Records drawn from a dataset
····················

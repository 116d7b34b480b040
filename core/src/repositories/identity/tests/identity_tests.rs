//! Unit tests for identity lookup and caching

use std::sync::Arc;
use std::time::Duration;

use crate::domain::entities::{Identity, OwnerRef};
use crate::errors::{DomainError, OAuth2Error};
use crate::repositories::identity::{
    CachedIdentityManager, IdentityCache, IdentityManager, InMemoryIdentityManager, TtlCache,
};

#[tokio::test]
async fn test_inactive_and_unknown_owners_resolve_to_none() {
    let manager = InMemoryIdentityManager::new();
    manager.add(Identity::active("alice", "/")).await;
    manager.add(Identity::inactive("bob", "/")).await;

    assert!(manager.get_resource_owner_identity("alice", "/").await.unwrap().is_some());
    assert!(manager.get_resource_owner_identity("bob", "/").await.unwrap().is_none());
    assert!(manager.get_resource_owner_identity("carol", "/").await.unwrap().is_none());
    assert!(manager.get_resource_owner_identity("alice", "/other").await.unwrap().is_none());
}

#[tokio::test]
async fn test_denied_owner_fails_with_unauthorized_client() {
    let manager = InMemoryIdentityManager::new();
    manager.add(Identity::active("alice", "/")).await;
    manager.deny(OwnerRef::new("alice", "/")).await;

    let err = manager.get_resource_owner_identity("alice", "/").await.unwrap_err();
    assert!(matches!(
        err,
        DomainError::OAuth2(OAuth2Error::UnauthorizedClient { .. })
    ));
}

#[tokio::test(start_paused = true)]
async fn test_ttl_cache_expires_on_read() {
    let cache = TtlCache::new(Duration::from_secs(30), 10);
    let identity = Identity::active("alice", "/");
    cache.put(&identity).await.unwrap();

    assert_eq!(cache.get(&identity.owner_ref()).await.unwrap(), Some(identity.clone()));

    tokio::time::advance(Duration::from_secs(31)).await;
    assert!(cache.get(&identity.owner_ref()).await.unwrap().is_none());
    assert!(cache.is_empty().await);
}

#[tokio::test(start_paused = true)]
async fn test_ttl_cache_is_bounded() {
    let cache = TtlCache::new(Duration::from_secs(30), 2);
    cache.put(&Identity::active("a", "/")).await.unwrap();
    tokio::time::advance(Duration::from_secs(1)).await;
    cache.put(&Identity::active("b", "/")).await.unwrap();
    tokio::time::advance(Duration::from_secs(1)).await;
    cache.put(&Identity::active("c", "/")).await.unwrap();

    assert_eq!(cache.len().await, 2);
    assert!(cache.get(&OwnerRef::new("a", "/")).await.unwrap().is_none());
    assert!(cache.get(&OwnerRef::new("c", "/")).await.unwrap().is_some());
}

#[tokio::test]
async fn test_cached_manager_confirms_every_lookup_with_inner() {
    let inner = Arc::new(InMemoryIdentityManager::new());
    inner.add(Identity::active("alice", "/")).await;
    let cache = Arc::new(TtlCache::new(Duration::from_secs(60), 10));
    let manager = CachedIdentityManager::new(inner.clone(), cache.clone());
    let owner = OwnerRef::new("alice", "/");

    assert!(manager.get_resource_owner_identity("alice", "/").await.unwrap().is_some());
    assert!(manager.get_resource_owner_identity("alice", "/").await.unwrap().is_some());
    assert_eq!(inner.lookups(), 2);
    assert_eq!(cache.get(&owner).await.unwrap(), Some(Identity::active("alice", "/")));

    inner.deactivate(&owner).await;
    assert!(manager.get_resource_owner_identity("alice", "/").await.unwrap().is_none());
    assert!(cache.get(&owner).await.unwrap().is_none());
}

#[tokio::test]
async fn test_cached_manager_drops_denied_owner() {
    let inner = Arc::new(InMemoryIdentityManager::new());
    inner.add(Identity::active("alice", "/")).await;
    let cache = Arc::new(TtlCache::new(Duration::from_secs(60), 10));
    let manager = CachedIdentityManager::new(inner.clone(), cache.clone());

    manager.get_resource_owner_identity("alice", "/").await.unwrap();
    inner.deny(OwnerRef::new("alice", "/")).await;

    let err = manager.get_resource_owner_identity("alice", "/").await.unwrap_err();
    assert!(matches!(
        err,
        DomainError::OAuth2(OAuth2Error::UnauthorizedClient { .. })
    ));
    assert!(cache.is_empty().await);
}

#[tokio::test]
async fn test_cached_manager_does_not_cache_missing_owners() {
    let inner = Arc::new(InMemoryIdentityManager::new());
    let cache = Arc::new(TtlCache::new(Duration::from_secs(60), 10));
    let manager = CachedIdentityManager::new(inner.clone(), cache.clone());

    assert!(manager.get_resource_owner_identity("ghost", "/").await.unwrap().is_none());
    assert!(manager.get_resource_owner_identity("ghost", "/").await.unwrap().is_none());
    assert_eq!(inner.lookups(), 2);
    assert!(cache.is_empty().await);
}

····················

## AIM OF THE EXERCISE
Copy out the entries. Leave every line exactly as it is.

## TASK ANSWER
repository 116d7b34b480b040
filename core/src/repositories/identity/tests/identity_tests.rs
//! Unit tests for identity lookup and caching

use std::sync::Arc;
use std::time::Duration;

use crate::domain::entities::{Identity, OwnerRef};
use crate::errors::{DomainError, OAuth2Error};
use crate::repositories::identity::{
    CachedIdentityManager, IdentityCache, IdentityManager, InMemoryIdentityManager, TtlCache,
};

#[tokio::test]
async fn test_inactive_and_unknown_owners_resolve_to_none() {
    let manager = InMemoryIdentityManager::new();
    manager.add(Identity::active("alice", "/")).await;
    manager.add(Identity::inactive("bob", "/")).await;

    assert!(manager.get_resource_owner_identity("alice", "/").await.unwrap().is_some());
    assert!(manager.get_resource_owner_identity("bob", "/").await.unwrap().is_none());
    assert!(manager.get_resource_owner_identity("carol", "/").await.unwrap().is_none());
    assert!(manager.get_resource_owner_identity("alice", "/other").await.unwrap().is_none());
}

#[tokio::test]
async fn test_denied_owner_fails_with_unauthorized_client() {
    let manager = InMemoryIdentityManager::new();
    manager.add(Identity::active("alice", "/")).await;
    manager.deny(OwnerRef::new("alice", "/")).await;

    let err = manager.get_resource_owner_identity("alice", "/").await.unwrap_err();
    assert!(matches!(
        err,
        DomainError::OAuth2(OAuth2Error::UnauthorizedClient { .. })
    ));
}

#[tokio::test(start_paused = true)]
async fn test_ttl_cache_expires_on_read() {
    let cache = TtlCache::new(Duration::from_secs(30), 10);
    let identity = Identity::active("alice", "/");
    cache.put(&identity).await.unwrap();

    assert_eq!(cache.get(&identity.owner_ref()).await.unwrap(), Some(identity.clone()));

    tokio::time::advance(Duration::from_secs(31)).await;
    assert!(cache.get(&identity.owner_ref()).await.unwrap().is_none());
    assert!(cache.is_empty().await);
}

#[tokio::test(start_paused = true)]
async fn test_ttl_cache_is_bounded() {
    let cache = TtlCache::new(Duration::from_secs(30), 2);
    cache.put(&Identity::active("a", "/")).await.unwrap();
    tokio::time::advance(Duration::from_secs(1)).await;
    cache.put(&Identity::active("b", "/")).await.unwrap();
    tokio::time::advance(Duration::from_secs(1)).await;
    cache.put(&Identity::active("c", "/")).await.unwrap();

    assert_eq!(cache.len().await, 2);
    assert!(cache.get(&OwnerRef::new("a", "/")).await.unwrap().is_none());
    assert!(cache.get(&OwnerRef::new("c", "/")).await.unwrap().is_some());
}

#[tokio::test]
async fn test_cached_manager_confirms_every_lookup_with_inner() {
    let inner = Arc::new(InMemoryIdentityManager::new());
    inner.add(Identity::active("alice", "/")).await;
    let cache = Arc::new(TtlCache::new(Duration::from_secs(60), 10));
    let manager = CachedIdentityManager::new(inner.clone(), cache.clone());
    let owner = OwnerRef::new("alice", "/");

    assert!(manager.get_resource_owner_identity("alice", "/").await.unwrap().is_some());
    assert!(manager.get_resource_owner_identity("alice", "/").await.unwrap().is_some());
    assert_eq!(inner.lookups(), 2);
    assert_eq!(cache.get(&owner).await.unwrap(), Some(Identity::active("alice", "/")));

    inner.deactivate(&owner).await;
    assert!(manager.get_resource_owner_identity("alice", "/").await.unwrap().is_none());
    assert!(cache.get(&owner).await.unwrap().is_none());
}

#[tokio::test]
async fn test_cached_manager_drops_denied_owner() {
    let inner = Arc::new(InMemoryIdentityManager::new());
    inner.add(Identity::active("alice", "/")).await;
    let cache = Arc::new(TtlCache::new(Duration::from_secs(60), 10));
    let manager = CachedIdentityManager::new(inner.clone(), cache.clone());

    manager.get_resource_owner_identity("alice", "/").await.unwrap();
    inner.deny(OwnerRef::new("alice", "/")).await;

    let err = manager.get_resource_owner_identity("alice", "/").await.unwrap_err();
    assert!(matches!(
        err,
        DomainError::OAuth2(OAuth2Error::UnauthorizedClient { .. })
    ));
    assert!(cache.is_empty().await);
}

#[tokio::test]
async fn test_cached_manager_does_not_cache_missing_owners() {
    let inner = Arc::new(InMemoryIdentityManager::new());
    let cache = Arc::new(TtlCache::new(Duration::from_secs(60), 10));
    let manager = CachedIdentityManager::new(inner.clone(), cache.clone());

    assert!(manager.get_resource_owner_identity("ghost", "/").await.unwrap().is_none());
    assert!(manager.get_resource_owner_identity("ghost", "/").await.unwrap().is_none());
    assert_eq!(inner.lookups(), 2);
    assert!(cache.is_empty().await);
}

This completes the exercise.